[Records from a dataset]
BEGIN

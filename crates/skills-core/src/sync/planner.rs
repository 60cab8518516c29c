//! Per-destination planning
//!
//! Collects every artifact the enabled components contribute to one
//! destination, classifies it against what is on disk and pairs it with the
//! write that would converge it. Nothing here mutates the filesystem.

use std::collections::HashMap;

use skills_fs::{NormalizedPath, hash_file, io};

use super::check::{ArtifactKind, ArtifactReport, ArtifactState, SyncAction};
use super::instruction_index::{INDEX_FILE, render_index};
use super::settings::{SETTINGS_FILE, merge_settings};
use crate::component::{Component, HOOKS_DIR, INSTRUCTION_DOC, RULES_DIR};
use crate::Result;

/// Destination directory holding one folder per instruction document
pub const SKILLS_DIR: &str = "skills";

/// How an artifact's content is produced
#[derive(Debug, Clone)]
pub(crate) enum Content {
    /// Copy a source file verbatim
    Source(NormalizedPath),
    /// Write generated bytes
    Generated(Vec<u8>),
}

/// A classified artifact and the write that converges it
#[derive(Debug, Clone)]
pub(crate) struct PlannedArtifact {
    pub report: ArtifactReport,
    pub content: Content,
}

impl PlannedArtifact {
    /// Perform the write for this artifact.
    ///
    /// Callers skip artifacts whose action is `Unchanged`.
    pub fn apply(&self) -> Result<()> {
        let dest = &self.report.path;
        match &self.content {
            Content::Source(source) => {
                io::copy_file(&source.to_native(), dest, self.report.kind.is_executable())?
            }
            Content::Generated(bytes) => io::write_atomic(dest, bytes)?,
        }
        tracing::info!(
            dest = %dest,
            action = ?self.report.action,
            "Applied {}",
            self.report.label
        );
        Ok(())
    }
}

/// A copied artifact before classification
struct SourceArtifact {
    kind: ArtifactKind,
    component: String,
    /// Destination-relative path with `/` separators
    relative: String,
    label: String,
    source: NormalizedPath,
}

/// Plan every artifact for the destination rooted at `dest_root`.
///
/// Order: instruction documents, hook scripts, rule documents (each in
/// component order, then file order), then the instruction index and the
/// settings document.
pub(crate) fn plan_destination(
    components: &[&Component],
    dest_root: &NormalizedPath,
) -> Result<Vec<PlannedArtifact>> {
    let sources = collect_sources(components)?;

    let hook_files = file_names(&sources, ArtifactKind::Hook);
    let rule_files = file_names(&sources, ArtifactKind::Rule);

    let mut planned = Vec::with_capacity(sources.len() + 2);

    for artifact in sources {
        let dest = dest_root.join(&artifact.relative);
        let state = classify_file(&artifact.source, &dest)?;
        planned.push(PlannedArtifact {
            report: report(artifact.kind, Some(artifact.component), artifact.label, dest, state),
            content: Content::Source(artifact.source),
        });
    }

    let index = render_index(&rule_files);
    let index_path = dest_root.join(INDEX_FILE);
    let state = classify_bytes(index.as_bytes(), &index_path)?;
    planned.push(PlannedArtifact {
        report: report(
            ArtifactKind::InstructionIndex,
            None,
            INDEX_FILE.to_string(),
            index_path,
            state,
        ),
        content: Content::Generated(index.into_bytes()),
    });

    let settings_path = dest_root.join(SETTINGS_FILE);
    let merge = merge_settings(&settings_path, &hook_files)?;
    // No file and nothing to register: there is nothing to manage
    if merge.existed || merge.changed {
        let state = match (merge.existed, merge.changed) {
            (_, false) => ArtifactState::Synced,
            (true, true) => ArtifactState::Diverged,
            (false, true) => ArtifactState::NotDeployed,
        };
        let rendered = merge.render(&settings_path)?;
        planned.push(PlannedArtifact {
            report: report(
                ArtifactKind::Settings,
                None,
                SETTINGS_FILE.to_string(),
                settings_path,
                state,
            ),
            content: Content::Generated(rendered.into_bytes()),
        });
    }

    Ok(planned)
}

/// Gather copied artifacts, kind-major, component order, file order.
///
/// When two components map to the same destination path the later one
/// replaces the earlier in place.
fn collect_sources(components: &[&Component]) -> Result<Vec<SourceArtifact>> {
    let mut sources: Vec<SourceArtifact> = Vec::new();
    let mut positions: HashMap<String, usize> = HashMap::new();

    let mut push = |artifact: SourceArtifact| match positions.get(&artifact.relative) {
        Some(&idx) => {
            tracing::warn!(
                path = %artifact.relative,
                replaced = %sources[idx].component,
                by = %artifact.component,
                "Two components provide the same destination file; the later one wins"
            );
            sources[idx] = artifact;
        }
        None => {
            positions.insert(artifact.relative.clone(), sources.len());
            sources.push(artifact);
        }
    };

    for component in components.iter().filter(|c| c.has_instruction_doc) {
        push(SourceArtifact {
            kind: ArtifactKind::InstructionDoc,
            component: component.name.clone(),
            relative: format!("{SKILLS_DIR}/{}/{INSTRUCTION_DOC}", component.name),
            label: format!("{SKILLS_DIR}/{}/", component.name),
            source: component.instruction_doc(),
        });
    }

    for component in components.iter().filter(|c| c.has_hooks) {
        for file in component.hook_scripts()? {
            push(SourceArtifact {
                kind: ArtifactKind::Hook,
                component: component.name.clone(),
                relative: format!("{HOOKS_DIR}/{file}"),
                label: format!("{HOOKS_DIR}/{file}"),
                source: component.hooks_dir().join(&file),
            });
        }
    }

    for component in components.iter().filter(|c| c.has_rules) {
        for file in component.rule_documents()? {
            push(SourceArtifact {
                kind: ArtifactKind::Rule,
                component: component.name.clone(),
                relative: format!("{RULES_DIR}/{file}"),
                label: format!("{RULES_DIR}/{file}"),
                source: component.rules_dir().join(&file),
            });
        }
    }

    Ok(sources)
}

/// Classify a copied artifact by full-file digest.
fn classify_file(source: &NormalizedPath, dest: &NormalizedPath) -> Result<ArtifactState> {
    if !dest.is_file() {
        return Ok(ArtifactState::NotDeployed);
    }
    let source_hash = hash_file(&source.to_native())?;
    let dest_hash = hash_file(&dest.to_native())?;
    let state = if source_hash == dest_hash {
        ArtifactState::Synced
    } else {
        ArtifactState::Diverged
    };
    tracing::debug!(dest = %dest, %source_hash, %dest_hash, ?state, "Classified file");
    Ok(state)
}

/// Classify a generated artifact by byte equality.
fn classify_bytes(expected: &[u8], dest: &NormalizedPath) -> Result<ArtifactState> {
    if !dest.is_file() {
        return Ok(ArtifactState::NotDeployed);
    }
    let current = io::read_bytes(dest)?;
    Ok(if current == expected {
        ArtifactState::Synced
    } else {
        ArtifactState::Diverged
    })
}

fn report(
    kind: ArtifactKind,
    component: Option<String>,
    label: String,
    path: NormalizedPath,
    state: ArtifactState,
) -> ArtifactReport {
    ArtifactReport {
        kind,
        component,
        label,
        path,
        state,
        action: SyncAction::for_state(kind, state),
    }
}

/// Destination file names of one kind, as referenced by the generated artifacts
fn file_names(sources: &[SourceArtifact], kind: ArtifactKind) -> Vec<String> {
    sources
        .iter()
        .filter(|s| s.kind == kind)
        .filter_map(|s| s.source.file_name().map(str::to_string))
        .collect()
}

END
BEGIN

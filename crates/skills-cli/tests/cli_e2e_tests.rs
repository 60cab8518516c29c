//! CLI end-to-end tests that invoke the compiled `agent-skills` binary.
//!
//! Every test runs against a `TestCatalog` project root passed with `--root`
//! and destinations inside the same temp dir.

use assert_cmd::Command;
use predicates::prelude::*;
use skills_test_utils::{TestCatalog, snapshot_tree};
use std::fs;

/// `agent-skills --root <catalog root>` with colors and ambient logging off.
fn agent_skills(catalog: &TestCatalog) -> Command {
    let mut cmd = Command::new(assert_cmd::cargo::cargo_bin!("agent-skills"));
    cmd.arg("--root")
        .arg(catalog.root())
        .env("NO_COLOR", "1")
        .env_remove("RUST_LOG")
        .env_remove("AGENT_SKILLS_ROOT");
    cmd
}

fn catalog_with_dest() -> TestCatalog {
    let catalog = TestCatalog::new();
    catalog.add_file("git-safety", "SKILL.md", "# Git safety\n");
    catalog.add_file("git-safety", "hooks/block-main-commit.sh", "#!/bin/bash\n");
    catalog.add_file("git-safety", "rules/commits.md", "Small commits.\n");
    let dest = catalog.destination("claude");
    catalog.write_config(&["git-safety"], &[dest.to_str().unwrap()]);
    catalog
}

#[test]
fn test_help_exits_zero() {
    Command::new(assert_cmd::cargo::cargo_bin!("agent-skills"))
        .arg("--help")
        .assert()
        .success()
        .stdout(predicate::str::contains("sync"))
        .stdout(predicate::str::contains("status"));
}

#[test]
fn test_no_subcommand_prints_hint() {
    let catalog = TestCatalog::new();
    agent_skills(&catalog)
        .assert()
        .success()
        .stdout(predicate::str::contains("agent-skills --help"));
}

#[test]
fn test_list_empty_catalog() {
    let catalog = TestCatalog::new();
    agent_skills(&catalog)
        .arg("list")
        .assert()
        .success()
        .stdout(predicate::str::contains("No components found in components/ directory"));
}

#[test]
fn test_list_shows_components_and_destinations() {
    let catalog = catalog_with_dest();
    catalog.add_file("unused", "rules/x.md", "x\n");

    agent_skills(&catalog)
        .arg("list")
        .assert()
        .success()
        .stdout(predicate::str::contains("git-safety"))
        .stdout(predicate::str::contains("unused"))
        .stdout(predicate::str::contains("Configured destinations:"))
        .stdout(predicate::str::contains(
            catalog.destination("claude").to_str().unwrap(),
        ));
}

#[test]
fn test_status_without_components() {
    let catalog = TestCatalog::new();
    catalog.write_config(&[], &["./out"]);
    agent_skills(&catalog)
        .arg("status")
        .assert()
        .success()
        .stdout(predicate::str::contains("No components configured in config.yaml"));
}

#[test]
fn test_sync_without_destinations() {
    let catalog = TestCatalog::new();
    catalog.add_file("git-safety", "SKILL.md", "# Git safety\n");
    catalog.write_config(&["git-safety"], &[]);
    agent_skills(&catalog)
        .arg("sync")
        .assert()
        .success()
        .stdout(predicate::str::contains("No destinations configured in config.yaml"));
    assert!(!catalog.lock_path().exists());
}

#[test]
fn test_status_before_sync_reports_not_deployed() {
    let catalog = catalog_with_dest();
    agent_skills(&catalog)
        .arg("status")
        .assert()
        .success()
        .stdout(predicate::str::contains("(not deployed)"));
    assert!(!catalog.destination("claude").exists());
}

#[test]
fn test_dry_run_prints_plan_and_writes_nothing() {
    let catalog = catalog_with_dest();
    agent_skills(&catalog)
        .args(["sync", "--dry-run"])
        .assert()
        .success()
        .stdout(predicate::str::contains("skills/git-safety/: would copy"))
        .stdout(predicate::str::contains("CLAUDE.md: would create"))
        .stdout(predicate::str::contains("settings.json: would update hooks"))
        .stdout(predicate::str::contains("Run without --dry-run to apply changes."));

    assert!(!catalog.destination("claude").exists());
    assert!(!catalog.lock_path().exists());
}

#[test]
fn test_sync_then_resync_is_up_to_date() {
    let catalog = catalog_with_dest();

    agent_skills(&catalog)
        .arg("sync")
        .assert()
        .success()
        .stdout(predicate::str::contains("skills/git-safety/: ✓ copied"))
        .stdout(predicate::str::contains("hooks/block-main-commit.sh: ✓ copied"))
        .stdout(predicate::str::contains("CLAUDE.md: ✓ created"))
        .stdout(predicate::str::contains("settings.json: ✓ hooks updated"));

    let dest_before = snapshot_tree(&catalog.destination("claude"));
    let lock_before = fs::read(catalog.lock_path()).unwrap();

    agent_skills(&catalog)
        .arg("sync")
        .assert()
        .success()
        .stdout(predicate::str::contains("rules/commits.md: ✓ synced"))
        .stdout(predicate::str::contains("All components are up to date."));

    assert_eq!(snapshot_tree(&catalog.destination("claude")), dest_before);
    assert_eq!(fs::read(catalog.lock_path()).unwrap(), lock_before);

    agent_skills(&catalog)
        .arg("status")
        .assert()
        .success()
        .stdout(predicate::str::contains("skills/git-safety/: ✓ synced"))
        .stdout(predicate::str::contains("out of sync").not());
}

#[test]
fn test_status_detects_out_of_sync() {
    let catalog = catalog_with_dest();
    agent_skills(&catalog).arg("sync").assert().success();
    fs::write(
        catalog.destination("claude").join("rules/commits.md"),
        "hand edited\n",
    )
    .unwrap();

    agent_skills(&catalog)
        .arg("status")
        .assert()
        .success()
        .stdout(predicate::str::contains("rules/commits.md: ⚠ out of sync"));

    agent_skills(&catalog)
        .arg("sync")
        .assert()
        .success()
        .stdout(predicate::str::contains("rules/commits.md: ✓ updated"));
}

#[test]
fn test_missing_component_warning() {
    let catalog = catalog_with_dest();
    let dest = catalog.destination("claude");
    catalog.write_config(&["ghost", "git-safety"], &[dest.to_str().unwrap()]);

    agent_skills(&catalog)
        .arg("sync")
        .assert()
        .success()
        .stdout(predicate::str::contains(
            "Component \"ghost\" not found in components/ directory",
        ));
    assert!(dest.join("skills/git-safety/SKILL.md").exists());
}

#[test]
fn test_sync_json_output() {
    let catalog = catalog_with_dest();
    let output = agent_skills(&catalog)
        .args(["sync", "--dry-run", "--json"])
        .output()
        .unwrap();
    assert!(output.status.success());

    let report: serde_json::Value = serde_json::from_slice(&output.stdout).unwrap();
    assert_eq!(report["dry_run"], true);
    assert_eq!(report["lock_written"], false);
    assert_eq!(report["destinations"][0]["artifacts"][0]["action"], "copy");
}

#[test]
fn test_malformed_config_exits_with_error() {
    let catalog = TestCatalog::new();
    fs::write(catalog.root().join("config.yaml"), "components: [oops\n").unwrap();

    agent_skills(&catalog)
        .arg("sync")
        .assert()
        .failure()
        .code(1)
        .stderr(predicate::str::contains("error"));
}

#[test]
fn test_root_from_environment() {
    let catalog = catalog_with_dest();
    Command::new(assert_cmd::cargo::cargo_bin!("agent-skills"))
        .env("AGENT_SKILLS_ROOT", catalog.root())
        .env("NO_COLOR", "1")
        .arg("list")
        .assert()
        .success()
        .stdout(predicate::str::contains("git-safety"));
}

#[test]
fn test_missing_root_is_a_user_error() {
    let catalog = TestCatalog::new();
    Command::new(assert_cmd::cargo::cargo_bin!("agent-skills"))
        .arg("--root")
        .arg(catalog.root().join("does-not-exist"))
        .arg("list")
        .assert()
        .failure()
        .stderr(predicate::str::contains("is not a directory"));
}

END

• **Task directions**:
Of the lines above, output exactly those from the line bearing "filename crates/skills-core/src/sync/planner.rs" through the line bearing "it with the", inclusive.

• **The completed task**:
filename crates/skills-core/src/sync/planner.rs
repository 60cab8518516c29c
//! Per-destination planning
//!
//! Collects every artifact the enabled components contribute to one
//! destination, classifies it against what is on disk and pairs it with the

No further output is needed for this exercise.